- [EXERCISE BRIEF]: Using the data that follows, give the number of lines where the string "IntervalCalculator" occurs, and nothing else.

[Dataset entries]

◆ ◆ ◆ ◆ ◆ ◆ ◆

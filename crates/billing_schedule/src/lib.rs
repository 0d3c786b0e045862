//! # Billing Schedule (L2: Business Logic)
//!
//! Occurrence dates for recurring subscription billing.
//!
//! This crate provides:
//! - Interval definitions bounded by the payment processor's limits
//!   (7..=365 days or 1..=12 months)
//! - Day-based and calendar-month-based date projection
//! - Forward search for the first occurrence after a reference date
//!
//! ## Design Principles
//!
//! - **Closed unit enum**: an interval is either days or months, nothing else
//! - **Validate once**: invalid intervals are rejected at construction
//! - **Pure queries**: every lookup is a function of immutable state, so a
//!   calculator can be shared across threads without locking
//!
//! ```
//! use billing_schedule::interval::{IntervalCalculator, IntervalUnit};
//! use billing_core::types::Date;
//!
//! let calc = IntervalCalculator::new(
//!     3,
//!     IntervalUnit::Months,
//!     Date::from_ymd(2019, 3, 31).unwrap(),
//! )
//! .unwrap();
//!
//! let next = calc
//!     .first_occurrence_after(Date::from_ymd(2020, 4, 1).unwrap())
//!     .unwrap();
//! assert_eq!(next, Date::from_ymd(2020, 6, 30).unwrap());
//! ```

#![deny(missing_docs)]
#![deny(rustdoc::broken_intra_doc_links)]
#![deny(rustdoc::private_intra_doc_links)]

pub mod interval;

◆ ◆ ◆ ◆ ◆ ◆ ◆

- [TASK RESPONSE]: 2